I have a table with 4 million unique partition keys
select count(*) from "KS".table; count --------- 4355748
Based on Data Stax, there are 2 goals you need to consider when you create a model: make the data spread evenly around the cluster and minimize
the number of partition read. To make it simply, consider the cardinality of your Partition Key. It should not too high and also not too low, which
mean don’t make partition key too unique. When choose the Partition Key you can use this rules of thumb:
1 Partition Key should have < 100k rows. But remember you shouldn’t make it unique. So, total rows around 10k-100k per partition is good
in my opinion.
1 partition key should have < 100 MB size. To calculate it you could count the data type size that you used in your model.

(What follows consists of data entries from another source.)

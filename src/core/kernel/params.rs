use crate::core::errors::ExchangeError;

/// Insertion-ordered request parameter bag.
///
/// The signature is computed over the exact bytes sent, so parameter order is
/// load-bearing: keys render in the order they were first inserted. Inserting
/// an existing key overwrites the value in place and keeps the original
/// position.
#[derive(Debug, Clone, Default)]
pub struct Params {
    entries: Vec<(String, String)>,
}

impl Params {
    #[must_use]
    pub fn new() -> Self {
        Self {
            entries: Vec::new(),
        }
    }

    /// Insert a parameter, overwriting in place if the key already exists.
    pub fn insert(&mut self, key: &str, value: impl ToString) {
        let value = value.to_string();
        if let Some(entry) = self.entries.iter_mut().find(|(k, _)| k == key) {
            entry.1 = value;
        } else {
            self.entries.push((key.to_string(), value));
        }
    }

    /// Builder-style `insert`.
    #[must_use]
    pub fn with(mut self, key: &str, value: impl ToString) -> Self {
        self.insert(key, value);
        self
    }

    /// Insert a list-valued parameter rendered in the JSON-array wire form,
    /// e.g. `symbols=["BTCUSDT","BNBUSDT"]`. The exchange rejects the
    /// comma-separated spelling, so the brackets and quotes go on the wire
    /// (percent-encoded like any other value).
    pub fn insert_list<S: AsRef<str>>(&mut self, key: &str, items: &[S]) {
        let rendered = format!(
            "[{}]",
            items
                .iter()
                .map(|s| format!("\"{}\"", s.as_ref()))
                .collect::<Vec<_>>()
                .join(",")
        );
        self.insert(key, rendered);
    }

    /// Builder-style `insert_list`.
    #[must_use]
    pub fn with_list<S: AsRef<str>>(mut self, key: &str, items: &[S]) -> Self {
        self.insert_list(key, items);
        self
    }

    /// Insert only when the value is present.
    pub fn insert_opt(&mut self, key: &str, value: Option<impl ToString>) {
        if let Some(value) = value {
            self.insert(key, value);
        }
    }

    /// Builder-style `insert_opt`.
    #[must_use]
    pub fn with_opt(mut self, key: &str, value: Option<impl ToString>) -> Self {
        self.insert_opt(key, value);
        self
    }

    /// Append caller-supplied extra parameters after the mandatory ones, in
    /// the caller's order. A key colliding with an existing parameter is
    /// rejected rather than overwritten: a silent overwrite would change the
    /// signed bytes and the request semantics at once.
    pub fn merge_extra(&mut self, extra: Params) -> Result<(), ExchangeError> {
        for (key, value) in extra.entries {
            if self.contains_key(&key) {
                return Err(ExchangeError::InvalidParameters(format!(
                    "extra parameter '{}' collides with a mandatory parameter",
                    key
                )));
            }
            self.entries.push((key, value));
        }
        Ok(())
    }

    #[must_use]
    pub fn contains_key(&self, key: &str) -> bool {
        self.entries.iter().any(|(k, _)| k == key)
    }

    #[must_use]
    pub fn get(&self, key: &str) -> Option<&str> {
        self.entries
            .iter()
            .find(|(k, _)| k == key)
            .map(|(_, v)| v.as_str())
    }

    #[must_use]
    pub fn len(&self) -> usize {
        self.entries.len()
    }

    #[must_use]
    pub fn is_empty(&self) -> bool {
        self.entries.is_empty()
    }

    pub fn iter(&self) -> impl Iterator<Item = (&str, &str)> {
        self.entries.iter().map(|(k, v)| (k.as_str(), v.as_str()))
    }

    /// Render `k1=v1&k2=v2&...` with percent-encoded values, in insertion
    /// order. This string is reused verbatim as the query (GET/DELETE) or the
    /// urlencoded body (POST/PUT), and is the exact input to signing.
    #[must_use]
    pub fn to_query_string(&self) -> String {
        self.entries
            .iter()
            .map(|(k, v)| format!("{}={}", k, urlencoding::encode(v)))
            .collect::<Vec<_>>()
            .join("&")
    }
}

impl<K: ToString, V: ToString> FromIterator<(K, V)> for Params {
    fn from_iter<T: IntoIterator<Item = (K, V)>>(iter: T) -> Self {
        let mut params = Self::new();
        for (k, v) in iter {
            params.insert(&k.to_string(), v);
        }
        params
    }
}
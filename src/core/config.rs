use secrecy::{ExposeSecret, Secret};
use serde::{Deserialize, Deserializer, Serialize, Serializer};
use std::env;

/// Default request timeout in seconds.
pub const DEFAULT_TIMEOUT_SECS: u64 = 30;

#[derive(Debug, Clone)]
pub struct ExchangeConfig {
    pub api_key: Secret<String>,
    pub secret_key: Secret<String>,
    pub testnet: bool,
    /// Explicit base host; when set, host resolution skips probing entirely.
    pub base_url: Option<String>,
    /// Request timeout in seconds.
    pub timeout_secs: u64,
    /// Default `recvWindow` (ms) appended to signed requests. `None` leaves
    /// the server's own default in effect.
    pub recv_window: Option<u64>,
}

// Custom Serialize implementation - never expose secrets in serialization
impl Serialize for ExchangeConfig {
    fn serialize<S>(&self, serializer: S) -> Result<S::Ok, S::Error>
    where
        S: Serializer,
    {
        use serde::ser::SerializeStruct;
        let mut state = serializer.serialize_struct("ExchangeConfig", 6)?;
        state.serialize_field("api_key", "[REDACTED]")?;
        state.serialize_field("secret_key", "[REDACTED]")?;
        state.serialize_field("testnet", &self.testnet)?;
        state.serialize_field("base_url", &self.base_url)?;
        state.serialize_field("timeout_secs", &self.timeout_secs)?;
        state.serialize_field("recv_window", &self.recv_window)?;
        state.end()
    }
}

// Custom Deserialize implementation
impl<'de> Deserialize<'de> for ExchangeConfig {
    fn deserialize<D>(deserializer: D) -> Result<Self, D::Error>
    where
        D: Deserializer<'de>,
    {
        #[derive(Deserialize)]
        struct ExchangeConfigHelper {
            api_key: String,
            secret_key: String,
            #[serde(default)]
            testnet: bool,
            base_url: Option<String>,
            timeout_secs: Option<u64>,
            recv_window: Option<u64>,
        }

        let helper = ExchangeConfigHelper::deserialize(deserializer)?;
        Ok(Self {
            api_key: Secret::new(helper.api_key),
            secret_key: Secret::new(helper.secret_key),
            testnet: helper.testnet,
            base_url: helper.base_url,
            timeout_secs: helper.timeout_secs.unwrap_or(DEFAULT_TIMEOUT_SECS),
            recv_window: helper.recv_window,
        })
    }
}

impl ExchangeConfig {
    /// Create a new configuration with API credentials
    #[must_use]
    pub fn new(api_key: String, secret_key: String) -> Self {
        Self {
            api_key: Secret::new(api_key),
            secret_key: Secret::new(secret_key),
            testnet: false,
            base_url: None,
            timeout_secs: DEFAULT_TIMEOUT_SECS,
            recv_window: None,
        }
    }

    /// Create configuration from environment variables
    ///
    /// Expected environment variables:
    /// - `BINANCE_API_KEY`
    /// - `BINANCE_SECRET_KEY`
    /// - `BINANCE_TESTNET` (optional, defaults to false)
    /// - `BINANCE_BASE_URL` (optional)
    /// - `BINANCE_RECV_WINDOW` (optional, ms)
    pub fn from_env() -> Result<Self, ConfigError> {
        let api_key = env::var("BINANCE_API_KEY")
            .map_err(|_| ConfigError::MissingEnvironmentVariable("BINANCE_API_KEY".to_string()))?;

        let secret_key = env::var("BINANCE_SECRET_KEY").map_err(|_| {
            ConfigError::MissingEnvironmentVariable("BINANCE_SECRET_KEY".to_string())
        })?;

        let testnet = env::var("BINANCE_TESTNET")
            .unwrap_or_else(|_| "false".to_string())
            .parse::<bool>()
            .unwrap_or(false);

        let base_url = env::var("BINANCE_BASE_URL").ok();

        let recv_window = env::var("BINANCE_RECV_WINDOW")
            .ok()
            .and_then(|v| v.parse::<u64>().ok());

        Ok(Self {
            api_key: Secret::new(api_key),
            secret_key: Secret::new(secret_key),
            testnet,
            base_url,
            timeout_secs: DEFAULT_TIMEOUT_SECS,
            recv_window,
        })
    }

    /// Create configuration from .env file and environment variables
    ///
    /// This method first loads environment variables from a .env file (if it
    /// exists), then reads the configuration using the standard environment
    /// variable names.
    ///
    /// **Security Warning**: Never commit .env files to version control!
    /// Add .env to your .gitignore file.
    #[cfg(feature = "env-file")]
    pub fn from_env_file() -> Result<Self, ConfigError> {
        Self::from_env_file_with_path(".env")
    }

    /// Create configuration from a specific .env file path
    ///
    /// This allows you to specify a custom path for your environment file.
    /// Useful for different environments (e.g., .env.development, .env.production)
    #[cfg(feature = "env-file")]
    pub fn from_env_file_with_path(env_file_path: &str) -> Result<Self, ConfigError> {
        // Load .env file if it exists
        match dotenv::from_path(env_file_path) {
            Ok(_) => {}
            Err(dotenv::Error::Io(io_err)) if io_err.kind() == std::io::ErrorKind::NotFound => {
                // .env file doesn't exist, that's okay - continue with system env vars
            }
            Err(e) => {
                return Err(ConfigError::InvalidConfiguration(format!(
                    "Failed to load .env file '{}': {}",
                    env_file_path, e
                )));
            }
        }

        Self::from_env()
    }

    /// Create configuration for read-only operations (market data only)
    /// This doesn't require API credentials for public endpoints
    #[must_use]
    pub fn read_only() -> Self {
        Self {
            api_key: Secret::new(String::new()),
            secret_key: Secret::new(String::new()),
            testnet: false,
            base_url: None,
            timeout_secs: DEFAULT_TIMEOUT_SECS,
            recv_window: None,
        }
    }

    /// Check if this configuration has valid credentials for authenticated operations
    #[must_use]
    pub fn has_credentials(&self) -> bool {
        !self.api_key.expose_secret().is_empty() && !self.secret_key.expose_secret().is_empty()
    }

    /// Set testnet mode
    #[must_use]
    pub const fn testnet(mut self, testnet: bool) -> Self {
        self.testnet = testnet;
        self
    }

    /// Set custom base URL
    #[must_use]
    pub fn base_url(mut self, base_url: String) -> Self {
        self.base_url = Some(base_url);
        self
    }

    /// Set the request timeout in seconds
    #[must_use]
    pub const fn timeout_secs(mut self, timeout_secs: u64) -> Self {
        self.timeout_secs = timeout_secs;
        self
    }

    /// Set the default `recvWindow` in milliseconds for signed requests
    #[must_use]
    pub const fn recv_window(mut self, recv_window: u64) -> Self {
        self.recv_window = Some(recv_window);
        self
    }

    /// Get API key (use carefully - exposes secret)
    pub fn api_key(&self) -> &str {
        self.api_key.expose_secret()
    }

    /// Get secret key (use carefully - exposes secret)
    pub fn secret_key(&self) -> &str {
        self.secret_key.expose_secret()
    }
}

#[derive(Debug, thiserror::Error)]
pub enum ConfigError {
    #[error("Missing environment variable: {0}")]
    MissingEnvironmentVariable(String),

    #[error("Invalid configuration: {0}")]
    InvalidConfiguration(String),
}

#[cfg(test)]
mod tests {
    use super::*;

    #[test]
    fn debug_output_does_not_leak_secrets() {
        let config = ExchangeConfig::new("key-material".to_string(), "secret-material".to_string());
        let rendered = format!("{:?}", config);
        assert!(!rendered.contains("key-material"));
        assert!(!rendered.contains("secret-material"));
    }

    #[test]
    fn serialize_redacts_credentials() {
        let config = ExchangeConfig::new("k".to_string(), "s".to_string());
        let json = serde_json::to_string(&config).unwrap();
        assert!(json.contains("[REDACTED]"));
        assert!(!json.contains(":\"k\""));
    }

    #[test]
    fn read_only_has_no_credentials() {
        assert!(!ExchangeConfig::read_only().has_credentials());
        assert!(ExchangeConfig::new("a".into(), "b".into()).has_credentials());
    }
}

So, this is what happen when Cassandra read the data (based on datastax):
1. Check the memtable
2. Check row cache, if enabled
3. Checks Bloom filter
4. Checks partition key cache, if enabled
5. Goes directly to the compression offset map if a partition key is found in the partition key cache, or checks the partition summary if not
6. If the partition summary is checked, then the partition index is accessed
7. Locates the data on disk using the compression offset map
8. Fetches the data from the SSTable on disk
What happen if we have too many partition key (unique partition key) like this model:
With this model, Cassandra will had a bottleneck when accessing partition index . As we know, process that happen on disk will be much
slower than on memory. Well I think you can guess what happen if we have too many Partition Key. Cassandra will iterate the partition
index and it will make high server load. I’ve experience having > 50 million Partition Key in total. Can you imagine if each read request
(select statement) to this table, Cassandra need to iterate 50 million times to find the index?
That’s why the cardinality of Partition Key has to balanced, not too high also not too low. Too high the bottleneck is on step 6, too low the
bottleneck is on step 8.
Will changing data partitioning help with the load?